A Câmara Municipal de Braga na contestação apresentada pugna, em síntese, pela improcedência da impugnação, por não se verificar nenhuma das ilegalidades invocadas - cfr. fls. 60 a 68 dos autos.
A 17.01.2014, foi proferido despacho a dispensar a produção da prova testemunhal e as partes notificadas para, querendo, apresentarem alegações escritas - cfr. fls. 98.
Somente a impugnante usou de tal prerrogativa, concluindo pela procedência da impugnação judicial - cfr. fls. 102 a 106.
A Digna Procuradora da República, emitiu parecer no sentido da improcedência da impugnação - cfr. fls. 117 a 119.
II - SANEAMENTO:
(…)
III - DOS FACTOS:
(…)
Direito:
(1) Vício de violação de lei
Nesta sede, a impugnante alega que a informação que consta dos anúncios luminosos, cartazes, dísticos colantes e outros, visando somente a identificação do posto de abastecimento, assim como a descrição dos produtos no âmbito da informação obrigatória, não consubstancia publicidade comercial e, como tal, não se encontra sujeita a licenciamento camarário.
Porém não lhe assiste razão.
Na verdade, o Código da Publicidade (para o qual remete o Regulamento Municipal), no seu artigo 3.°, não faz essa limitação, excetuando apenas a propaganda política (n.º 3).
Dali extrai-se que a publicidade consiste na ação dirigida ao público com o objetivo de promover, direta ou indiretamente, produtos, serviços ou uma atividade económica, pelo que, a simples exposição de produtos no exterior de um edifício da denominação da empresa e respetivo logótipo, enquanto sinal distintivo dos comerciantes, constitui um modo de publicidade.

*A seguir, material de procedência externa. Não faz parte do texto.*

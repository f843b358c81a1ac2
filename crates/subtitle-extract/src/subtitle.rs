use std::collections::HashMap;
use std::fmt::Write as _;
use std::io;
use std::path::Path;

use subtitle_extract_types::CueCandidate;
use thiserror::Error;
use tokio::fs;

/// One timed subtitle block as written to an `.srt` file.
#[derive(Clone, Debug, PartialEq, Eq)]
pub struct SrtCue {
    pub start_ms: u64,
    pub end_ms: u64,
    pub text: String,
}

impl SrtCue {
    pub fn new(start_ms: u64, end_ms: u64, text: impl Into<String>) -> Self {
        Self {
            start_ms,
            end_ms,
            text: text.into(),
        }
    }
}

#[derive(Debug, Error)]
pub enum SrtError {
    #[error("subtitle line {line}: {reason}")]
    Malformed { line: usize, reason: String },
    #[error("failed to access subtitle file: {0}")]
    Io(#[from] io::Error),
}

/// Presentation time of a frame, truncated to whole milliseconds.
pub fn frame_to_ms(frame_no: u64, fps: f64) -> u64 {
    (frame_no as f64 / fps * 1000.0) as u64
}

/// Inverse of [`frame_to_ms`] for any frame rate below 500 fps.
pub fn ms_to_frame(ms: u64, fps: f64) -> u64 {
    (ms as f64 * fps / 1000.0).round() as u64
}

/// Frame number the external extractor's timestamps are keyed by.
///
/// This is `floor(ms / fps)`, not a presentation-time conversion. Frame
/// numbers produced this way are only ever compared with each other.
pub fn extractor_frame_no(ms: u64, fps: f64) -> u64 {
    (ms as f64 / fps) as u64
}

/// Converts merged cues into timed blocks. A cue spanning less than one
/// second worth of frames is shown for exactly `fps` frames.
pub fn cues_from_candidates(candidates: &[CueCandidate], fps: f64) -> Vec<SrtCue> {
    candidates
        .iter()
        .map(|candidate| {
            let span = candidate.end_frame.abs_diff(candidate.start_frame);
            let end_frame = if (span as f64) < fps {
                (candidate.start_frame as f64 + fps) as u64
            } else {
                candidate.end_frame
            };
            SrtCue::new(
                frame_to_ms(candidate.start_frame, fps),
                frame_to_ms(end_frame, fps),
                candidate.text.clone(),
            )
        })
        .collect()
}

/// Maps timed blocks back to frame numbers.
pub fn candidates_from_cues(cues: &[SrtCue], fps: f64) -> Vec<CueCandidate> {
    cues.iter()
        .map(|cue| {
            CueCandidate::new(
                ms_to_frame(cue.start_ms, fps),
                ms_to_frame(cue.end_ms, fps),
                cue.text.clone(),
            )
        })
        .collect()
}

pub fn render_srt(cues: &[SrtCue]) -> String {
    let mut output = String::new();
    for (idx, cue) in cues.iter().enumerate() {
        let _ = writeln!(&mut output, "{}", idx + 1);
        let _ = writeln!(
            &mut output,
            "{} --> {}",
            format_timestamp(cue.start_ms),
            format_timestamp(cue.end_ms)
        );
        let _ = writeln!(&mut output, "{}", cue.text);
        output.push('\n');
    }
    output
}

/// One cue text per line.
pub fn render_txt(cues: &[SrtCue]) -> String {
    let mut output = String::new();
    for cue in cues {
        let _ = writeln!(&mut output, "{}", cue.text);
    }
    output
}

pub fn parse_srt(contents: &str) -> Result<Vec<SrtCue>, SrtError> {
    let contents = contents.strip_prefix('\u{feff}').unwrap_or(contents);
    let mut cues = Vec::new();
    let mut lines = contents.lines().enumerate().peekable();

    loop {
        while lines.next_if(|(_, line)| line.trim().is_empty()).is_some() {}
        let Some((index_line, index)) = lines.next() else {
            break;
        };
        if index.trim().parse::<u64>().is_err() {
            return Err(SrtError::Malformed {
                line: index_line + 1,
                reason: format!("expected a cue number, found '{index}'"),
            });
        }

        let Some((timing_line, timing)) = lines.next() else {
            return Err(SrtError::Malformed {
                line: index_line + 2,
                reason: "missing timing line".into(),
            });
        };
        let (start_ms, end_ms) = parse_timing(timing).ok_or_else(|| SrtError::Malformed {
            line: timing_line + 1,
            reason: format!("invalid timing '{timing}'"),
        })?;

        let mut text_lines = Vec::new();
        while let Some((_, line)) = lines.next_if(|(_, line)| !line.trim().is_empty()) {
            text_lines.push(line.trim_end_matches('\r'));
        }
        cues.push(SrtCue::new(start_ms, end_ms, text_lines.join("\n")));
    }
    Ok(cues)
}

fn parse_timing(line: &str) -> Option<(u64, u64)> {
    let (start, end) = line.split_once("-->")?;
    Some((parse_timestamp(start.trim())?, parse_timestamp(end.trim())?))
}

pub fn parse_timestamp(value: &str) -> Option<u64> {
    let (clock, millis) = value.split_once([',', '.'])?;
    let mut parts = clock.split(':');
    let hours: u64 = parts.next()?.trim().parse().ok()?;
    let minutes: u64 = parts.next()?.parse().ok()?;
    let seconds: u64 = parts.next()?.parse().ok()?;
    if parts.next().is_some() || minutes >= 60 || seconds >= 60 {
        return None;
    }
    let millis: u64 = millis.trim().parse().ok()?;
    if millis >= 1000 {
        return None;
    }
    Some(((hours * 60 + minutes) * 60 + seconds) * 1000 + millis)
}

pub fn format_timestamp(millis: u64) -> String {
    let hours = millis / 3_600_000;
    let minutes = (millis % 3_600_000) / 60_000;
    let seconds = (millis % 60_000) / 1000;
    let remain_ms = millis % 1000;
    format!("{hours:02}:{minutes:02}:{seconds:02},{remain_ms:03}")
}

/// Takes timing from the extractor's own subtitle file and text from the
/// merged cue starting on the same frame.
///
/// A matched cue ends where the extractor cue starting on the merged end
/// frame ends, if there is one. Unmatched extractor cues are dropped, or kept
/// with empty text when `keep_unmatched` is set.
pub fn reconcile_external(
    extractor_cues: &[SrtCue],
    merged: &[CueCandidate],
    fps: f64,
    keep_unmatched: bool,
) -> Vec<SrtCue> {
    let by_start: HashMap<u64, &SrtCue> = extractor_cues
        .iter()
        .map(|cue| (extractor_frame_no(cue.start_ms, fps), cue))
        .collect();
    let merged_by_start: HashMap<u64, &CueCandidate> = merged
        .iter()
        .map(|candidate| (candidate.start_frame, candidate))
        .collect();

    let mut reconciled = Vec::with_capacity(extractor_cues.len());
    for cue in extractor_cues {
        let start_no = extractor_frame_no(cue.start_ms, fps);
        match merged_by_start.get(&start_no) {
            Some(candidate) => {
                let end_ms = by_start
                    .get(&candidate.end_frame)
                    .map(|end_cue| end_cue.end_ms)
                    .unwrap_or(cue.end_ms);
                reconciled.push(SrtCue::new(cue.start_ms, end_ms, candidate.text.clone()));
            }
            None if keep_unmatched => {
                reconciled.push(SrtCue::new(cue.start_ms, cue.end_ms, String::new()));
            }
            None => {}
        }
    }
    reconciled
}

async fn write_creating_parent(path: &Path, contents: String) -> io::Result<()> {
    if let Some(parent) = path.parent().filter(|dir| !dir.as_os_str().is_empty()) {
        fs::create_dir_all(parent).await?;
    }
    fs::write(path, contents).await
}

pub async fn write_srt(path: &Path, cues: &[SrtCue]) -> io::Result<()> {
    write_creating_parent(path, render_srt(cues)).await
}

pub async fn write_txt(path: &Path, cues: &[SrtCue]) -> io::Result<()> {
    write_creating_parent(path, render_txt(cues)).await
}

pub async fn read_srt(path: &Path) -> Result<Vec<SrtCue>, SrtError> {
    let contents = fs::read_to_string(path).await?;
    parse_srt(&contents)
}

#[cfg(test)]
mod tests {
    use super::*;

    #[test]
    fn formats_timestamp() {
        assert_eq!(format_timestamp(3_723_456), "01:02:03,456");
        assert_eq!(format_timestamp(0), "00:00:00,000");
    }

    #[test]
    fn parses_timestamp() {
        assert_eq!(parse_timestamp("01:02:03,456"), Some(3_723_456));
        assert_eq!(parse_timestamp("00:00:01.500"), Some(1_500));
        assert_eq!(parse_timestamp("00:61:00,000"), None);
        assert_eq!(parse_timestamp("garbage"), None);
    }

    #[test]
    fn short_cues_are_stretched_to_one_second() {
        let candidates = vec![
            CueCandidate::new(25, 30, "short"),
            CueCandidate::new(100, 200, "long"),
        ];
        let cues = cues_from_candidates(&candidates, 25.0);
        assert_eq!(cues[0], SrtCue::new(1000, 2000, "short"));
        assert_eq!(cues[1], SrtCue::new(4000, 8000, "long"));
    }

    #[test]
    fn renders_blocks_with_blank_separator() {
        let cues = vec![SrtCue::new(1000, 2000, "Hi."), SrtCue::new(3000, 4500, "Bye")];
        assert_eq!(
            render_srt(&cues),
            "1\n00:00:01,000 --> 00:00:02,000\nHi.\n\n2\n00:00:03,000 --> 00:00:04,500\nBye\n\n"
        );
        assert_eq!(render_txt(&cues), "Hi.\nBye\n");
    }

    #[test]
    fn written_cues_parse_back_without_double_stretch() {
        for fps in [25.0, 29.97, 30.0, 60.0] {
            let candidates = vec![
                CueCandidate::new(1, 3, "Hi."),
                CueCandidate::new(5, 5, "Bye"),
                CueCandidate::new(120, 400, "A longer line"),
            ];
            let rendered = render_srt(&cues_from_candidates(&candidates, fps));
            let parsed = candidates_from_cues(&parse_srt(&rendered).unwrap(), fps);
            let rewritten = render_srt(&cues_from_candidates(&parsed, fps));
            assert_eq!(rendered, rewritten, "fps {fps}");
            assert_eq!(parsed[2], candidates[2]);
            assert_eq!(parsed[0].start_frame, 1);
        }
    }

    #[test]
    fn parse_handles_multiline_and_empty_text() {
        let contents = "\u{feff}1\r\n00:00:01,000 --> 00:00:02,000\r\nfirst\r\nsecond\r\n\r\n2\n00:00:03,000 --> 00:00:04,000\n\n\n";
        let cues = parse_srt(contents).unwrap();
        assert_eq!(cues.len(), 2);
        assert_eq!(cues[0].text, "first\nsecond");
        assert_eq!(cues[1], SrtCue::new(3000, 4000, ""));
    }

    #[test]
    fn parse_reports_bad_blocks() {
        assert!(matches!(
            parse_srt("one\n00:00:01,000 --> 00:00:02,000\ntext\n"),
            Err(SrtError::Malformed { line: 1, .. })
        ));
        assert!(matches!(
            parse_srt("1\nnot a timing\ntext\n"),
            Err(SrtError::Malformed { line: 2, .. })
        ));
    }

    #[test]
    fn reconcile_takes_text_from_merged_and_timing_from_extractor() {
        let fps = 25.0;
        // Extractor cues start at 1000, 2000 and 3000 ms -> frames 40, 80, 120.
        let extractor = vec![
            SrtCue::new(1000, 1900, ""),
            SrtCue::new(2000, 2900, ""),
            SrtCue::new(3000, 3900, ""),
        ];
        let merged = vec![CueCandidate::new(40, 80, "Hello"), CueCandidate::new(120, 999, "Bye")];

        let kept = reconcile_external(&extractor, &merged, fps, false);
        assert_eq!(
            kept,
            vec![SrtCue::new(1000, 2900, "Hello"), SrtCue::new(3000, 3900, "Bye")]
        );

        let with_empty = reconcile_external(&extractor, &merged, fps, true);
        assert_eq!(with_empty.len(), 3);
        assert_eq!(with_empty[1], SrtCue::new(2000, 2900, ""));
    }

    #[tokio::test]
    async fn writes_files_creating_parent_directories() {
        let dir = tempfile::tempdir().unwrap();
        let path = dir.path().join("nested").join("out.srt");
        let cues = vec![SrtCue::new(0, 1000, "x")];
        write_srt(&path, &cues).await.unwrap();
        assert_eq!(read_srt(&path).await.unwrap(), cues);
        let txt = dir.path().join("nested").join("out.txt");
        write_txt(&txt, &cues).await.unwrap();
        assert_eq!(tokio::fs::read_to_string(&txt).await.unwrap(), "x\n");
    }
}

A identificação do estabelecimento permite, de forma eficaz referenciar a empresa e consequentemente a atividade comercial que desenvolve e, por isso, não pode deixar de ser considerada um fator de publicidade (tal como se retira, ainda, da alínea a) do artigo 4.º do DL. n.º 105/98, de 24/04.
Pelo que, não se verifica o vício invocado, improcedendo, nesta parte, a impugnação.
(2) Da alegada inconstitucionalidade.
A impugnante, para o efeito, alega que o regulamento de publicidade, ao ser interpretado no sentido de que o mesmo abrange, também, as mensagens publicitárias de natureza não comercial, é inconstitucional, por violação do art° 112°, n° 7 da CRP).
Apreciando e decidindo.
Dispõe o artigo 204° da C.R.P. que:
“Nos feitos submetidos a julgamento não podem os tribunais aplicar normas que infrinjam o disposto na Constituição ou os princípios nela consignados.”.
De acordo com o previsto nesta norma, tem vindo a ser discutido na jurisprudência se tal situação é passível de conhecimento oficioso. No seguimento da corrente maioritária, que sustenta que é de conhecimento oficioso na medida em que afete um direito fundamental, deve ser apreciada, sem dependência, até, de arguição, qualquer questão de inconstitucionalidade que se suscite.
No entanto, no presente processo a mesma veio invocada pela impugnante, pelo que se mais não fosse, apenas a sua invocação é motivo suficiente para que o Tribunal a aprecie.
A Impugnante sustenta a sua existência na violação do disposto no art.º 112.°, n.º 7 da CRP.
Dispõe o art.° 112.° (Actos normativos), n.º 7, da Constituição da República Portuguesa “Os regulamentos do Governo revestem a forma de decreto regulamentar quando tal seja determinado pela lei que regulamentam, bem como no caso de regulamentos independentes”.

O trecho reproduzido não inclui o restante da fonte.